The video and photos went to teachers, to parents, to Facebook friends, which lead to repeated taunts: “Oh, there’s the porn star.”
“It increased her anxiety and she couldn’t go to class,” Carol said.
In putting together her video, which Amanda did on her own, Carol said her daughter wanted to help other young people who are being bullied and to bring attention and education to the problem in the hope of seeing it eradicated.
“Amanda wanted to tell her story to help other kids. I want to tell my story to help parents, so they can be aware, so they can teach their kids what is right and wrong and how to be safe online,” she said. “Kids have iPads, they have smartphones, technology is much more accessible than it was even five years ago — that is the dangerous factor.”
When Amanda’s story and video went viral this week, the outpouring of grief from local teens left Carol unable to distinguish Amanda’s true friends from those who may have helped drive her to suicide.
Carol has launched a trust fund in Amanda’s memory to raise money for anti-bullying awareness education and for support programs for youth with mental health issues.
Amanda was the victim of unrelenting blackmail.
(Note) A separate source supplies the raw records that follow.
//! Authentication: session controller, two-factor flow, startup restore.

mod lifecycle;
mod session;
mod two_factor;

pub use lifecycle::{LifecycleRecorder, RestoreDecision, restore_decision};
pub use session::{
    AuthFailure, AuthSession, RestoreOutcome, SessionPhase, SessionSettings, SessionState,
    SignInOutcome, SignUpOutcome, VerifyOutcome,
};
pub use two_factor::{
    BLOCK_SECS, BLOCKED_MESSAGE, CODE_TTL_SECS, FlowPhase, FlowPurpose, TwoFactorChallenge,
    TwoFactorFlow,
};
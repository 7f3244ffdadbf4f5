//! Typed HTTP failures and backend error-body normalization.

use std::fmt;

use serde_json::Value;

use crate::validation::FieldErrors;

pub const GENERIC_MESSAGE: &str = "An unexpected error occurred. Try again later.";
pub const NETWORK_MESSAGE: &str = "Could not reach the server. Check your connection and try again.";
pub const TIMEOUT_MESSAGE: &str = "The server took too long to respond. Try again.";
pub const SESSION_EXPIRED_MESSAGE: &str = "Your session has expired. Sign in again.";

/// Keys of the error envelope itself, never form fields.
const META_KEYS: &[&str] = &["success", "message", "detail", "error", "details", "code"];

#[derive(Debug, Clone, Copy, PartialEq, Eq)]
pub enum ApiErrorKind {
    /// Connection refused, DNS, TLS and other transport failures.
    Network,
    Timeout,
    /// HTTP 401.
    Unauthorized,
    /// Other HTTP 4xx.
    Validation,
    /// HTTP 5xx and unexpected statuses.
    Server,
    /// Response body did not match the expected shape.
    Parse,
}

impl fmt::Display for ApiErrorKind {
    fn fmt(&self, f: &mut fmt::Formatter<'_>) -> fmt::Result {
        match self {
            ApiErrorKind::Network => write!(f, "network"),
            ApiErrorKind::Timeout => write!(f, "timeout"),
            ApiErrorKind::Unauthorized => write!(f, "unauthorized"),
            ApiErrorKind::Validation => write!(f, "validation"),
            ApiErrorKind::Server => write!(f, "server"),
            ApiErrorKind::Parse => write!(f, "parse"),
        }
    }
}

/// Failure of one backend request.
#[derive(Debug, Clone)]
pub struct ApiError {
    pub kind: ApiErrorKind,
    pub status: Option<u16>,
    /// One-line summary for logs and `Display`.
    pub message: String,
    /// Parsed response body; non-JSON bodies are kept as a string value.
    pub body: Option<Value>,
}

impl ApiError {
    pub fn new(kind: ApiErrorKind, message: impl Into<String>) -> Self {
        Self {
            kind,
            status: None,
            message: message.into(),
            body: None,
        }
    }

    pub fn network(message: impl Into<String>) -> Self {
        Self::new(ApiErrorKind::Network, message)
    }

    pub fn timeout(message: impl Into<String>) -> Self {
        Self::new(ApiErrorKind::Timeout, message)
    }

    pub fn parse(message: impl Into<String>) -> Self {
        Self::new(ApiErrorKind::Parse, message)
    }

    /// Local validation failure, shaped like a backend 400 so callers handle
    /// both the same way. No request was sent.
    pub fn invalid(fields: &FieldErrors) -> Self {
        let message = fields.first_message().unwrap_or(GENERIC_MESSAGE).to_string();
        let details: serde_json::Map<String, Value> = fields
            .iter()
            .map(|(field, msg)| (field.to_string(), Value::from(vec![msg])))
            .collect();
        Self {
            kind: ApiErrorKind::Validation,
            status: None,
            message: message.clone(),
            body: Some(serde_json::json!({ "message": message, "details": details })),
        }
    }

    /// Classifies a non-2xx status and attaches the body.
    pub fn http_status(status: u16, body: Option<Value>) -> Self {
        let kind = match status {
            401 => ApiErrorKind::Unauthorized,
            400..=499 => ApiErrorKind::Validation,
            _ => ApiErrorKind::Server,
        };
        let message = match body.as_ref().and_then(extract_message) {
            Some(detail) => format!("HTTP {status}: {detail}"),
            None => format!("HTTP {status}"),
        };
        Self {
            kind,
            status: Some(status),
            message,
            body,
        }
    }

    pub fn from_reqwest(err: &reqwest::Error) -> Self {
        if err.is_timeout() {
            Self::timeout(format!("Request timed out: {err}"))
        } else if err.is_decode() {
            Self::parse(format!("Failed to decode response: {err}"))
        } else {
            Self::network(format!("Request failed: {err}"))
        }
    }

    pub fn is_unauthorized(&self) -> bool {
        self.kind == ApiErrorKind::Unauthorized
    }

    /// Message suitable for showing to the user.
    pub fn user_message(&self) -> String {
        match self.kind {
            ApiErrorKind::Network => NETWORK_MESSAGE.to_string(),
            ApiErrorKind::Timeout => TIMEOUT_MESSAGE.to_string(),
            ApiErrorKind::Unauthorized => self
                .body
                .as_ref()
                .and_then(extract_message)
                .unwrap_or_else(|| SESSION_EXPIRED_MESSAGE.to_string()),
            ApiErrorKind::Validation => self
                .body
                .as_ref()
                .map_or_else(|| GENERIC_MESSAGE.to_string(), normalize_error),
            ApiErrorKind::Server | ApiErrorKind::Parse => GENERIC_MESSAGE.to_string(),
        }
    }

    /// Per-field messages from a 4xx body; empty for other kinds.
    pub fn field_errors(&self) -> FieldErrors {
        match (&self.kind, &self.body) {
            (ApiErrorKind::Validation, Some(body)) => field_errors(body),
            _ => FieldErrors::new(),
        }
    }
}

impl fmt::Display for ApiError {
    fn fmt(&self, f: &mut fmt::Formatter<'_>) -> fmt::Result {
        write!(f, "{}", self.message)
    }
}

impl std::error::Error for ApiError {}

pub type ApiResult<T> = std::result::Result<T, ApiError>;

/// Human-readable message from whichever error field the backend used.
///
/// Priority: `message`, `detail`, `error` (string, or object with
/// `message`), `non_field_errors[0]`, a raw string body, then
/// [`GENERIC_MESSAGE`].
pub fn normalize_error(body: &Value) -> String {
    extract_message(body).unwrap_or_else(|| GENERIC_MESSAGE.to_string())
}

fn extract_message(body: &Value) -> Option<String> {
    fn non_empty(v: Option<&Value>) -> Option<String> {
        v.and_then(Value::as_str)
            .map(str::trim)
            .filter(|s| !s.is_empty())
            .map(str::to_string)
    }

    match body {
        Value::Object(map) => non_empty(map.get("message"))
            .or_else(|| non_empty(map.get("detail")))
            .or_else(|| non_empty(map.get("error")))
            .or_else(|| non_empty(map.get("error").and_then(|e| e.get("message"))))
            .or_else(|| first_message(map.get("non_field_errors"))),
        Value::String(raw) => {
            let raw = raw.trim();
            // HTML error pages are not worth showing.
            (!raw.is_empty() && !raw.starts_with('<')).then(|| raw.to_string())
        }
        _ => None,
    }
}

/// First string of an array, or the value itself if it is a string.
fn first_message(value: Option<&Value>) -> Option<String> {
    match value? {
        Value::String(s) if !s.trim().is_empty() => Some(s.trim().to_string()),
        Value::Array(items) => items.iter().find_map(|item| first_message(Some(item))),
        _ => None,
    }
}

/// Maps backend field errors onto form field names.
///
/// Reads the `details` object when present, otherwise top-level fields.
/// `non_field_errors` is shown on the password confirmation field.
pub fn field_errors(body: &Value) -> FieldErrors {
    let mut errors = FieldErrors::new();
    let source = match body.get("details") {
        Some(Value::Object(details)) => details,
        _ => match body {
            Value::Object(map) => map,
            _ => return errors,
        },
    };

    for (field, value) in source {
        if META_KEYS.contains(&field.as_str()) {
            continue;
        }
        let Some(message) = first_message(Some(value)) else {
            continue;
        };
        if field == "non_field_errors" {
            errors.insert("password_confirm", message);
        } else {
            errors.insert(field.as_str(), message);
        }
    }
    errors
}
And the cyberspace stalker was aided by people in Amanda’s real-world life — kids who would share the photos on their cellphones, kids who would gang up to hurl first verbal abuse and then fists at her.
“Everything she said in the video happened over the past two years,” said Carol. “It was horrendous. I think about it now and I think, ‘Oh my God. How did she survive this long with the pain?’ ”
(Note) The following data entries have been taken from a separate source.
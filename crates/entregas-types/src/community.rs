use serde::{Deserialize, Serialize};

use crate::de;

/// Community post.
#[derive(Debug, Clone, PartialEq, Serialize, Deserialize)]
pub struct Post {
    #[serde(default)]
    pub id: Option<i64>,
    #[serde(rename = "autor", default)]
    pub author: String,
    #[serde(rename = "titulo", default)]
    pub title: String,
    #[serde(rename = "conteudo", default)]
    pub content: String,
    #[serde(rename = "data_criacao", default)]
    pub created_at: Option<String>,
    #[serde(rename = "curtidas", default)]
    pub likes: u32,
    #[serde(rename = "comentarios", default)]
    pub comments: u32,
}

/// Vehicle-for-sale advertisement.
#[derive(Debug, Clone, PartialEq, Serialize, Deserialize)]
pub struct VehicleAd {
    #[serde(default)]
    pub id: Option<i64>,
    #[serde(rename = "modelo", default)]
    pub model: String,
    #[serde(rename = "ano", default)]
    pub year: u32,
    #[serde(rename = "quilometragem", default)]
    pub mileage: u32,
    #[serde(rename = "preco", default, deserialize_with = "de::decimal")]
    pub price: f64,
    #[serde(rename = "localizacao", default)]
    pub location: String,
    #[serde(rename = "link_externo", default)]
    pub external_link: Option<String>,
    #[serde(rename = "foto", default)]
    pub photo: Option<String>,
    #[serde(rename = "data_publicacao", default)]
    pub published_at: Option<String>,
    #[serde(rename = "vendedor", default)]
    pub seller: Option<String>,
}

/// `{ success, postagens, anuncios }` envelope shared by both community
/// list endpoints.
#[derive(Debug, Clone, Default, Deserialize)]
pub struct CommunityFeed {
    #[serde(default)]
    pub success: Option<bool>,
    #[serde(rename = "postagens", default)]
    pub posts: Vec<Post>,
    #[serde(rename = "anuncios", default)]
    pub ads: Vec<VehicleAd>,
}
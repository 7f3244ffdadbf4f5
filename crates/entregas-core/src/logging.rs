//! Tracing subscriber setup.
//!
//! Filter precedence: `ENTREGAS_LOG`, then `[log].level`, then `warn`.
//! Output goes to stderr; `[log].file = true` adds a daily-rolling file
//! under `<ENTREGAS_HOME>/logs/`.

use std::path::Path;

use anyhow::{Context, Result};
use tracing_appender::non_blocking::WorkerGuard;
use tracing_subscriber::{EnvFilter, Layer, layer::SubscriberExt, util::SubscriberInitExt};

use crate::config::{LoggingConfig, paths};

/// Env var holding an `EnvFilter` directive.
pub const LOG_ENV: &str = "ENTREGAS_LOG";

const LOG_FILE_PREFIX: &str = "entregas.log";

/// Builds the filter from env, then config, then `warn`.
pub fn build_filter(config: &LoggingConfig) -> EnvFilter {
    EnvFilter::try_from_env(LOG_ENV)
        .or_else(|_| EnvFilter::try_new(config.level.trim()))
        .unwrap_or_else(|_| EnvFilter::new("warn"))
}

/// Installs the global subscriber.
///
/// Returns the file writer's guard when file logging is on; the caller must
/// hold it until exit so buffered lines are flushed.
///
/// # Errors
/// Returns an error if the log directory cannot be created.
pub fn init(config: &LoggingConfig) -> Result<Option<WorkerGuard>> {
    init_in(config, &paths::logs_dir())
}

/// Same as [`init`] with an explicit log directory.
///
/// # Errors
/// Returns an error if the log directory cannot be created.
pub fn init_in(config: &LoggingConfig, logs_dir: &Path) -> Result<Option<WorkerGuard>> {
    let stderr_layer = tracing_subscriber::fmt::layer()
        .with_writer(std::io::stderr)
        .with_target(false)
        .with_filter(build_filter(config));

    let (file_layer, guard) = if config.file {
        std::fs::create_dir_all(logs_dir)
            .with_context(|| format!("Failed to create log directory {}", logs_dir.display()))?;
        let appender = tracing_appender::rolling::daily(logs_dir, LOG_FILE_PREFIX);
        let (writer, guard) = tracing_appender::non_blocking(appender);
        let layer = tracing_subscriber::fmt::layer()
            .with_writer(writer)
            .with_ansi(false)
            .with_filter(build_filter(config));
        (Some(layer), Some(guard))
    } else {
        (None, None)
    };

    // A second init (tests, embedding) keeps the first subscriber.
    let _ = tracing_subscriber::registry()
        .with(stderr_layer)
        .with(file_layer)
        .try_init();

    Ok(guard)
}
The end, when it came, was a shock. Despite Amanda’s earlier suicide attempts, Carol said in recent days and weeks she was getting much better. She spent time in hospital in September, getting treatment and counselling.
Her life was starting to return to normal, which it hadn’t been since grade 8.
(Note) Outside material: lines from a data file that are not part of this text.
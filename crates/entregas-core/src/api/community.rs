//! Community feed: posts and vehicle ads.

use std::path::{Path, PathBuf};

use anyhow::{Context, Result};
use entregas_types::{CommunityFeed, Post, VehicleAd};
use reqwest::multipart::{Form, Part};
use serde_json::Value;

use super::{ensure_valid, or_empty};
use crate::errors::{ApiError, ApiResult};
use crate::http::ApiClient;
use crate::validation::FieldErrors;

const POSTS_PATH: &str = "/comunidade/api/postagens/";
const ADS_PATH: &str = "/comunidade/api/anuncios/";
const SUBMIT_PATH: &str = "/comunidade/";
const DEFAULT_PHOTO_MIME: &str = "image/jpeg";

#[derive(Debug, Clone, Default)]
pub struct Feed {
    pub posts: Vec<Post>,
    pub ads: Vec<VehicleAd>,
    pub failed: Vec<&'static str>,
}

#[derive(Debug, Clone, Default)]
pub struct PostDraft {
    pub author: String,
    pub title: String,
    pub content: String,
}

impl PostDraft {
    pub fn validate(&self) -> FieldErrors {
        let mut errors = FieldErrors::new();
        if self.title.trim().is_empty() {
            errors.insert("titulo", "Title is required");
        }
        if self.content.trim().is_empty() {
            errors.insert("conteudo", "Content is required");
        }
        errors
    }

    fn into_form(self) -> Form {
        let author = match self.author.trim() {
            "" => "Usuário".to_string(),
            a => a.to_string(),
        };
        Form::new()
            .text("autor", author)
            .text("titulo", self.title.trim().to_string())
            .text("conteudo", self.content.trim().to_string())
            .text("submit_postagem", "true")
    }
}

/// Image attached to an ad as the `foto` part.
#[derive(Debug, Clone)]
pub struct PhotoUpload {
    pub file_name: String,
    pub mime: &'static str,
    pub bytes: Vec<u8>,
}

impl PhotoUpload {
    /// Reads an image file; the MIME type comes from the extension.
    ///
    /// # Errors
    /// Returns an error if the file cannot be read.
    pub fn from_path(path: &Path) -> Result<Self> {
        let path = normalize_input_path(path);
        let bytes = std::fs::read(&path)
            .with_context(|| format!("read photo {}", path.display()))?;
        let file_name = path
            .file_name()
            .and_then(|n| n.to_str())
            .unwrap_or("foto.jpg")
            .to_string();
        Ok(Self {
            mime: mime_type_for_extension(&path).unwrap_or(DEFAULT_PHOTO_MIME),
            file_name,
            bytes,
        })
    }
}

#[derive(Debug, Clone, Default)]
pub struct AdDraft {
    pub model: String,
    pub year: u32,
    pub mileage: u32,
    pub price: f64,
    pub location: String,
    pub external_link: Option<String>,
    pub photo: Option<PhotoUpload>,
}

impl AdDraft {
    pub fn validate(&self) -> FieldErrors {
        let mut errors = FieldErrors::new();
        if self.model.trim().is_empty() {
            errors.insert("modelo", "Model is required");
        }
        if !(1900..=2100).contains(&self.year) {
            errors.insert("ano", "Year is out of range");
        }
        if !self.price.is_finite() || self.price <= 0.0 {
            errors.insert("preco", "Price must be greater than zero");
        }
        if self.location.trim().is_empty() {
            errors.insert("localizacao", "Location is required");
        }
        if let Some(link) = self.external_link.as_deref().filter(|l| !l.trim().is_empty())
            && url::Url::parse(link.trim()).is_err()
        {
            errors.insert("link_externo", "Link must be a full URL");
        }
        errors
    }

    fn into_form(self) -> ApiResult<Form> {
        let mut form = Form::new()
            .text("modelo", self.model.trim().to_string())
            .text("ano", self.year.to_string())
            .text("quilometragem", self.mileage.to_string())
            .text("preco", format!("{:.2}", self.price))
            .text("localizacao", self.location.trim().to_string())
            .text(
                "link_externo",
                self.external_link.unwrap_or_default().trim().to_string(),
            )
            .text("submit_anuncio", "true");
        if let Some(photo) = self.photo {
            let part = Part::bytes(photo.bytes)
                .file_name(photo.file_name)
                .mime_str(photo.mime)
                .map_err(|e| ApiError::parse(format!("Invalid photo type: {e}")))?;
            form = form.part("foto", part);
        }
        Ok(form)
    }
}

impl ApiClient {
    pub async fn list_posts(&self) -> ApiResult<Vec<Post>> {
        let feed: CommunityFeed = self.get(POSTS_PATH).await?;
        Ok(feed.posts)
    }

    pub async fn list_ads(&self) -> ApiResult<Vec<VehicleAd>> {
        let feed: CommunityFeed = self.get(ADS_PATH).await?;
        Ok(feed.ads)
    }

    /// Posts and ads fetched concurrently; a failed source shows empty.
    pub async fn feed(&self) -> Feed {
        let (posts, ads) = tokio::join!(self.list_posts(), self.list_ads());
        let (posts, posts_failed) = or_empty("posts", posts);
        let (ads, ads_failed) = or_empty("ads", ads);
        Feed {
            posts,
            ads,
            failed: posts_failed.into_iter().chain(ads_failed).collect(),
        }
    }

    /// Submits a post. New posts await moderation before appearing in the
    /// feed.
    pub async fn create_post(&self, draft: PostDraft) -> ApiResult<Post> {
        ensure_valid(&draft.validate())?;
        let raw: Value = self.post_multipart(SUBMIT_PATH, draft.into_form()).await?;
        submitted(raw, "postagem")
    }

    pub async fn create_ad(&self, draft: AdDraft) -> ApiResult<VehicleAd> {
        ensure_valid(&draft.validate())?;
        let form = draft.into_form()?;
        let raw: Value = self.post_multipart(SUBMIT_PATH, form).await?;
        submitted(raw, "anuncio")
    }
}

/// `{success, message, <key>: {...}}`; `success: false` is a failure even
/// with a 2xx status.
fn submitted<T: serde::de::DeserializeOwned>(raw: Value, key: &str) -> ApiResult<T> {
    if raw.get("success").and_then(Value::as_bool) == Some(false) {
        let mut err = ApiError::http_status(400, Some(raw));
        err.status = None;
        return Err(err);
    }
    let item = raw.get(key).cloned().unwrap_or(raw);
    serde_json::from_value(item).map_err(|e| ApiError::parse(format!("Unexpected {key}: {e}")))
}

/// Unescapes drag-and-drop shell escapes and expands `~/`.
fn normalize_input_path(path: &Path) -> PathBuf {
    let Some(raw) = path.to_str() else {
        return path.to_path_buf();
    };
    let unescaped = raw
        .replace("\\ ", " ")
        .replace("\\(", "(")
        .replace("\\)", ")");
    if let Some(rest) = unescaped.strip_prefix("~/")
        && let Some(home) = dirs::home_dir()
    {
        return home.join(rest);
    }
    PathBuf::from(unescaped)
}

fn mime_type_for_extension(path: &Path) -> Option<&'static str> {
    let ext = path.extension().and_then(|e| e.to_str())?;
    match ext.to_ascii_lowercase().as_str() {
        "png" => Some("image/png"),
        "jpg" | "jpeg" => Some("image/jpeg"),
        "gif" => Some("image/gif"),
        "webp" => Some("image/webp"),
        _ => None,
    }
}

#[cfg(test)]
mod tests {
    use std::time::Duration;

    use serde_json::json;
    use wiremock::matchers::{body_string_contains, method, path};
    use wiremock::{Mock, MockServer, ResponseTemplate};

    use super::*;
    use crate::errors::ApiErrorKind;
    use crate::store::TokenStore;

    fn client(server: &MockServer) -> ApiClient {
        ApiClient::new(&server.uri(), Duration::from_secs(5), TokenStore::in_memory()).unwrap()
    }

    #[tokio::test]
    async fn test_feed_joins_posts_and_ads() {
        let server = MockServer::start().await;
        Mock::given(method("GET"))
            .and(path(POSTS_PATH))
            .respond_with(ResponseTemplate::new(200).set_body_json(json!({
                "success": true,
                "postagens": [{"id": 1, "autor": "joao", "titulo": "Dica", "conteudo": "Evite a marginal"}],
                "anuncios": []
            })))
            .mount(&server)
            .await;
        Mock::given(method("GET"))
            .and(path(ADS_PATH))
            .respond_with(ResponseTemplate::new(503))
            .mount(&server)
            .await;

        let feed = client(&server).feed().await;
        assert_eq!(feed.posts.len(), 1);
        assert!(feed.ads.is_empty());
        assert_eq!(feed.failed, vec!["ads"]);
    }

    #[tokio::test]
    async fn test_create_post_is_multipart() {
        let server = MockServer::start().await;
        Mock::given(method("POST"))
            .and(path(SUBMIT_PATH))
            .and(body_string_contains("submit_postagem"))
            .and(body_string_contains("Evite a marginal"))
            .respond_with(ResponseTemplate::new(200).set_body_json(json!({
                "success": true,
                "message": "Postagem criada com sucesso!",
                "postagem": {"id": 5, "autor": "Ana", "titulo": "Dica", "conteudo": "Evite a marginal"}
            })))
            .expect(1)
            .mount(&server)
            .await;

        let post = client(&server)
            .create_post(PostDraft {
                author: "Ana".into(),
                title: "Dica".into(),
                content: "Evite a marginal".into(),
            })
            .await
            .unwrap();
        assert_eq!(post.id, Some(5));
    }

    #[tokio::test]
    async fn test_create_ad_with_photo() {
        let server = MockServer::start().await;
        Mock::given(method("POST"))
            .and(path(SUBMIT_PATH))
            .and(body_string_contains("submit_anuncio"))
            .and(body_string_contains("filename=\"moto.png\""))
            .and(body_string_contains("fake png bytes"))
            .respond_with(ResponseTemplate::new(200).set_body_json(json!({
                "success": true,
                "anuncio": {"id": 8, "modelo": "Fan 150", "ano": 2019, "quilometragem": 30000,
                            "preco": 9500.0, "localizacao": "Recife"}
            })))
            .expect(1)
            .mount(&server)
            .await;

        let dir = tempfile::tempdir().unwrap();
        let photo_path = dir.path().join("moto.png");
        std::fs::write(&photo_path, b"fake png bytes").unwrap();
        let photo = PhotoUpload::from_path(&photo_path).unwrap();
        assert_eq!(photo.mime, "image/png");

        let ad = client(&server)
            .create_ad(AdDraft {
                model: "Fan 150".into(),
                year: 2019,
                mileage: 30000,
                price: 9500.0,
                location: "Recife".into(),
                external_link: None,
                photo: Some(photo),
            })
            .await
            .unwrap();
        assert_eq!(ad.id, Some(8));
    }

    #[tokio::test]
    async fn test_rejected_submission_surfaces_message() {
        let server = MockServer::start().await;
        Mock::given(method("POST"))
            .and(path(SUBMIT_PATH))
            .respond_with(ResponseTemplate::new(200).set_body_json(json!({
                "success": false, "message": "Campos obrigatórios faltando"
            })))
            .mount(&server)
            .await;

        let err = client(&server)
            .create_ad(AdDraft {
                model: "Fan".into(),
                year: 2019,
                price: 1.0,
                location: "Recife".into(),
                ..Default::default()
            })
            .await
            .unwrap_err();
        assert_eq!(err.kind, ApiErrorKind::Validation);
        assert_eq!(err.user_message(), "Campos obrigatórios faltando");
    }

    #[test]
    fn test_ad_validation() {
        let errors = AdDraft {
            external_link: Some("not a url".into()),
            ..Default::default()
        }
        .validate();
        for field in ["modelo", "ano", "preco", "localizacao", "link_externo"] {
            assert!(errors.get(field).is_some(), "{field}");
        }
    }

    #[test]
    fn test_mime_type_for_extension() {
        assert_eq!(mime_type_for_extension(Path::new("a.PNG")), Some("image/png"));
        assert_eq!(mime_type_for_extension(Path::new("a.heic")), None);
    }

    #[test]
    fn test_normalize_input_path_unescapes() {
        assert_eq!(
            normalize_input_path(Path::new("/tmp/my\\ photo.jpg")),
            PathBuf::from("/tmp/my photo.jpg")
        );
    }
}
“She felt like a normal teenager, she was so proud of herself,” said Carol. “She went out with friends, she went to the mall, she said to me, ‘Mom, this is the first time that I feel normal again. I have had the best day ever.’”
Carol doesn’t know what caused her daughter’s setback, but Amanda may have given Carol an answer in a private video.
“She left me a video message on her phone. I’m not ready to look at it yet,” said Carol.
“The coroner has told me it will provide closure for me but I can’t look at it yet.”
Carol doesn’t know what happened, but sometime earlier this week — before Amanda killed herself late Wednesday afternoon — something happened to shatter that fragile recovery.
The police have been unable to track her stalker down. “The police investigated and investigated, it got traced to somebody in the United States,” said Carol. “But they never found him. Those people are very good at hiding their tracks.” The suspected pedophile threatened that if she didn’t do a show for him, he would circulate her pictures again. Amanda wouldn’t bow to the pressure and he carried out his threat.
Finger-pointing at schools for not stopping bullying only angers Carol. She said Amanda, who had learning problems, had excellent support in the Coquitlam school district, where Amanda spent most of her school time.
Since March, she was a student at CABE, Coquitlam Alternate Basic Education secondary school, which is a haven for youth who, for whatever reason, need the alternative learning situation.
It was there that Amanda made friends, among both the students and staff.
“She had a good support network there,” said Carol. Among the teachers Amanda especially liked was former Olympic track and field star Leah Pells, who teaches physical education at the school. “She and Amanda clicked and Amanda trusted her,” said Carol.
Carol is much more tech savvy than the average parent.
But Amanda’s victimization at the hands of the stalker led Carol to learn more about the horrifying world of child pornography, where some victims don’t even know their images are being shown on porn sites.
“You’ll see pornography and the girls are so young,” she said.
“I don’t know if the girls are doing this for kicks, if their parents are monitoring it or if they even know about it.
The Amanda Todd trust fund is being held at the Royal Bank of Canada, which will be accepting donations in Amanda’s name at all its branches.